AIM OF THE TASK
Beginning with the opening line, set down each line of the material below exactly, stopping once the line with "snapshot, if any." is done.

━━━━━ PROVIDED ENTRIES ━━━━━

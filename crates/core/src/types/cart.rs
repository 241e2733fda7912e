//! Cart model: items, product references and the flattened persisted form.

use serde::{Deserialize, Deserializer, Serialize};
use serde_json::Value;

use crate::{ProductId, ProductSnapshot, Quantity};

// =============================================================================
// Product References
// =============================================================================

/// Either a bare product id (persisted form) or a resolved snapshot
/// (display and totals).
#[derive(Debug, Clone, PartialEq, Serialize)]
#[serde(untagged)]
pub enum ProductRef {
    /// Bare id, not yet resolved.
    Id(ProductId),
    /// Resolved product data.
    Snapshot(Box<ProductSnapshot>),
}

impl ProductRef {
    /// The referenced product id, whichever form this is.
    #[must_use]
    pub fn id(&self) -> &ProductId {
        match self {
            Self::Id(id) => id,
            Self::Snapshot(product) => &product.id,
        }
    }

    /// The resolved snapshot, if any.
    #[must_use]
    pub fn as_snapshot(&self) -> Option<&ProductSnapshot> {
        match self {
            Self::Id(_) => None,
            Self::Snapshot(product) => Some(product),
        }
    }

    /// Whether this reference carries resolved product data.
    #[must_use]
    pub const fn is_resolved(&self) -> bool {
        matches!(self, Self::Snapshot(_))
    }

    /// Decode a reference from backend JSON.
    ///
    /// Strings and numbers are bare ids, objects are snapshots. Returns `None`
    /// for `null`, blank ids and objects without a usable id.
    #[must_use]
    pub fn from_json(value: &Value) -> Option<Self> {
        match value {
            Value::String(s) => ProductId::parse(s).ok().map(Self::Id),
            Value::Number(n) => ProductId::parse(&n.to_string()).ok().map(Self::Id),
            Value::Object(_) => serde_json::from_value::<ProductSnapshot>(value.clone())
                .ok()
                .map(|p| Self::Snapshot(Box::new(p))),
            _ => None,
        }
    }
}

impl From<ProductId> for ProductRef {
    fn from(id: ProductId) -> Self {
        Self::Id(id)
    }
}

impl From<ProductSnapshot> for ProductRef {
    fn from(product: ProductSnapshot) -> Self {
        Self::Snapshot(Box::new(product))
    }
}

impl<'de> Deserialize<'de> for ProductRef {
    fn deserialize<D: Deserializer<'de>>(deserializer: D) -> Result<Self, D::Error> {
        let value = Value::deserialize(deserializer)?;
        Self::from_json(&value)
            .ok_or_else(|| serde::de::Error::custom("expected a product id or product object"))
    }
}

// =============================================================================
// Cart Items
// =============================================================================

/// One cart line: a product and how many of it.
#[derive(Debug, Clone, PartialEq, Serialize, Deserialize)]
pub struct CartItem {
    /// The product, bare or resolved.
    pub product: ProductRef,
    /// Number of units. Malformed values coerce to zero.
    #[serde(default)]
    pub quantity: Quantity,
}

impl CartItem {
    /// Create a cart item.
    #[must_use]
    pub fn new(product: impl Into<ProductRef>, quantity: impl Into<Quantity>) -> Self {
        Self {
            product: product.into(),
            quantity: quantity.into(),
        }
    }

    /// The product id of this item.
    #[must_use]
    pub fn product_id(&self) -> &ProductId {
        self.product.id()
    }

    /// Decode an item leniently. Returns `None` when the product cannot be
    /// resolved to an id; a bad quantity coerces to zero.
    #[must_use]
    pub fn from_json(value: &Value) -> Option<Self> {
        let product = ProductRef::from_json(value.get("product")?)?;
        let quantity = value
            .get("quantity")
            .map_or(Quantity::ZERO, Quantity::from_json);
        Some(Self { product, quantity })
    }
}

// =============================================================================
// Cart
// =============================================================================

/// An ordered cart holding at most one item per product id.
///
/// The one-entry-per-product invariant is kept by [`Cart::accumulate`], which
/// every constructor funnels through. Insertion order is preserved.
#[derive(Debug, Clone, Default, PartialEq, Serialize)]
pub struct Cart {
    items: Vec<CartItem>,
}

impl Cart {
    /// An empty cart.
    #[must_use]
    pub const fn new() -> Self {
        Self { items: Vec::new() }
    }

    /// Build a cart from items, folding duplicate products together.
    #[must_use]
    pub fn from_items(items: impl IntoIterator<Item = CartItem>) -> Self {
        let mut cart = Self::new();
        for item in items {
            cart.accumulate(item);
        }
        cart
    }

    /// Decode a cart payload leniently.
    ///
    /// A missing or non-array `items` field is an empty cart. Items whose
    /// product cannot be decoded are dropped.
    #[must_use]
    pub fn from_json(value: &Value) -> Self {
        let Some(items) = value.get("items").and_then(Value::as_array) else {
            return Self::new();
        };

        Self::from_items(items.iter().filter_map(CartItem::from_json))
    }

    /// Items in insertion order.
    #[must_use]
    pub fn items(&self) -> &[CartItem] {
        &self.items
    }

    /// Consume the cart, returning its items in order.
    #[must_use]
    pub fn into_items(self) -> Vec<CartItem> {
        self.items
    }

    /// Number of distinct products.
    #[must_use]
    pub fn len(&self) -> usize {
        self.items.len()
    }

    /// Whether the cart has no items.
    #[must_use]
    pub fn is_empty(&self) -> bool {
        self.items.is_empty()
    }

    /// Sum of all item quantities.
    #[must_use]
    pub fn total_quantity(&self) -> u32 {
        self.items
            .iter()
            .fold(Quantity::ZERO, |acc, item| acc.saturating_add(item.quantity))
            .get()
    }

    /// Look up the item for a product.
    #[must_use]
    pub fn get(&self, id: &ProductId) -> Option<&CartItem> {
        self.items.iter().find(|item| item.product_id() == id)
    }

    /// Whether the cart holds the product, in bare or resolved form.
    #[must_use]
    pub fn contains(&self, id: &ProductId) -> bool {
        self.get(id).is_some()
    }

    /// Add an item. An existing entry for the same product gets the sum of
    /// both quantities; a resolved snapshot wins over a bare id.
    pub fn accumulate(&mut self, item: CartItem) {
        match self
            .items
            .iter_mut()
            .find(|existing| existing.product_id() == item.product_id())
        {
            Some(existing) => {
                existing.quantity = existing.quantity.saturating_add(item.quantity);
                if !existing.product.is_resolved() && item.product.is_resolved() {
                    existing.product = item.product;
                }
            }
            None => self.items.push(item),
        }
    }

    /// Remove the item for a product. Returns whether anything was removed.
    pub fn remove(&mut self, id: &ProductId) -> bool {
        let before = self.items.len();
        self.items.retain(|item| item.product_id() != id);
        self.items.len() != before
    }

    /// Remove every item.
    pub fn clear(&mut self) {
        self.items.clear();
    }

    /// Reduce every item to its bare product id for persistence.
    #[must_use]
    pub fn flatten(&self) -> PersistedCart {
        PersistedCart {
            items: self
                .items
                .iter()
                .map(|item| PersistedItem {
                    product: item.product_id().clone(),
                    quantity: item.quantity,
                })
                .collect(),
        }
    }
}

impl<'de> Deserialize<'de> for Cart {
    fn deserialize<D: Deserializer<'de>>(deserializer: D) -> Result<Self, D::Error> {
        let value = Value::deserialize(deserializer)?;
        Ok(Self::from_json(&value))
    }
}

impl From<PersistedCart> for Cart {
    fn from(persisted: PersistedCart) -> Self {
        Self::from_items(
            persisted
                .items
                .into_iter()
                .map(|item| CartItem::new(item.product, item.quantity)),
        )
    }
}

// =============================================================================
// Persisted (flattened) form
// =============================================================================

/// The flattened cart: every product is a bare id.
///
/// This is the only shape written to local storage or sent to the remote
/// user record.
#[derive(Debug, Clone, Default, PartialEq, Eq, Serialize, Deserialize)]
pub struct PersistedCart {
    /// Flattened items.
    pub items: Vec<PersistedItem>,
}

impl PersistedCart {
    /// Whether there are no items.
    #[must_use]
    pub fn is_empty(&self) -> bool {
        self.items.is_empty()
    }
}

/// One flattened cart line.
#[derive(Debug, Clone, PartialEq, Eq, Serialize, Deserialize)]
pub struct PersistedItem {
    /// Product id.
    pub product: ProductId,
    /// Number of units.
    pub quantity: Quantity,
}

#[cfg(test)]
#[allow(clippy::unwrap_used)]
mod tests {
    use serde_json::json;

    use super::*;

    fn pid(s: &str) -> ProductId {
        ProductId::parse(s).unwrap()
    }

    fn resolved(id: &str, cents: i64) -> ProductSnapshot {
        ProductSnapshot::new(
            pid(id),
            Some(format!(r#"{{"data":[{{"unit_amount":{cents}}}]}}"#)),
        )
    }

    #[test]
    fn test_from_json_drops_unresolvable_products() {
        let cart = Cart::from_json(&json!({
            "items": [
                { "product": "p1", "quantity": 2 },
                { "product": null, "quantity": 1 },
                { "product": "", "quantity": 1 },
                { "quantity": 4 },
                { "product": { "title": "no id" }, "quantity": 1 },
                { "product": { "id": "p2", "priceJSON": "{}" }, "quantity": "x" }
            ]
        }));

        assert_eq!(cart.len(), 2);
        assert_eq!(cart.items()[0].quantity.get(), 2);
        assert!(cart.items()[1].product.is_resolved());
        assert_eq!(cart.items()[1].quantity, Quantity::ZERO);
    }

    #[test]
    fn test_from_json_missing_items() {
        assert!(Cart::from_json(&json!({})).is_empty());
        assert!(Cart::from_json(&json!([])).is_empty());
        assert!(Cart::from_json(&json!({ "items": "nope" })).is_empty());
    }

    #[test]
    fn test_numeric_ids_are_accepted() {
        let cart = Cart::from_json(&json!({ "items": [{ "product": 17, "quantity": 1 }] }));
        assert_eq!(cart.items()[0].product_id().as_str(), "17");
    }

    #[test]
    fn test_accumulate_prefers_resolved_product() {
        let mut cart = Cart::from_items([CartItem::new(pid("p1"), 1)]);
        cart.accumulate(CartItem::new(resolved("p1", 100), 2));

        assert_eq!(cart.len(), 1);
        assert!(cart.items()[0].product.is_resolved());
        assert_eq!(cart.items()[0].quantity.get(), 3);

        cart.accumulate(CartItem::new(pid("p1"), 1));
        assert!(cart.items()[0].product.is_resolved());
    }

    #[test]
    fn test_contains_matches_both_forms() {
        let cart = Cart::from_items([
            CartItem::new(pid("p1"), 1),
            CartItem::new(resolved("p2", 100), 1),
        ]);
        assert!(cart.contains(&pid("p1")));
        assert!(cart.contains(&pid("p2")));
        assert!(!cart.contains(&pid("p3")));
    }

    #[test]
    fn test_flatten_produces_bare_ids() {
        let cart = Cart::from_items([
            CartItem::new(resolved("p1", 100), 2),
            CartItem::new(pid("p2"), 1),
        ]);

        let flat = serde_json::to_value(cart.flatten()).unwrap();
        assert_eq!(
            flat,
            json!({ "items": [
                { "product": "p1", "quantity": 2 },
                { "product": "p2", "quantity": 1 }
            ]})
        );
    }

    #[test]
    fn test_remove_reports_change() {
        let mut cart = Cart::from_items([CartItem::new(pid("p1"), 1)]);
        assert!(!cart.remove(&pid("p9")));
        assert!(cart.remove(&pid("p1")));
        assert!(cart.is_empty());
    }

    #[test]
    fn test_total_quantity() {
        let cart = Cart::from_items([CartItem::new(pid("p1"), 2), CartItem::new(pid("p2"), 3)]);
        assert_eq!(cart.total_quantity(), 5);
    }
}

━━━━━

ANSWER TO THIS EXERCISE
filename crates/core/src/types/cart.rs
repository 241e2733fda7912e
//! Cart model: items, product references and the flattened persisted form.

use serde::{Deserialize, Deserializer, Serialize};
use serde_json::Value;

use crate::{ProductId, ProductSnapshot, Quantity};

// =============================================================================
// Product References
// =============================================================================

/// Either a bare product id (persisted form) or a resolved snapshot
/// (display and totals).
#[derive(Debug, Clone, PartialEq, Serialize)]
#[serde(untagged)]
pub enum ProductRef {
    /// Bare id, not yet resolved.
    Id(ProductId),
    /// Resolved product data.
    Snapshot(Box<ProductSnapshot>),
}

impl ProductRef {
    /// The referenced product id, whichever form this is.
    #[must_use]
    pub fn id(&self) -> &ProductId {
        match self {
            Self::Id(id) => id,
            Self::Snapshot(product) => &product.id,
        }
    }

    /// The resolved snapshot, if any.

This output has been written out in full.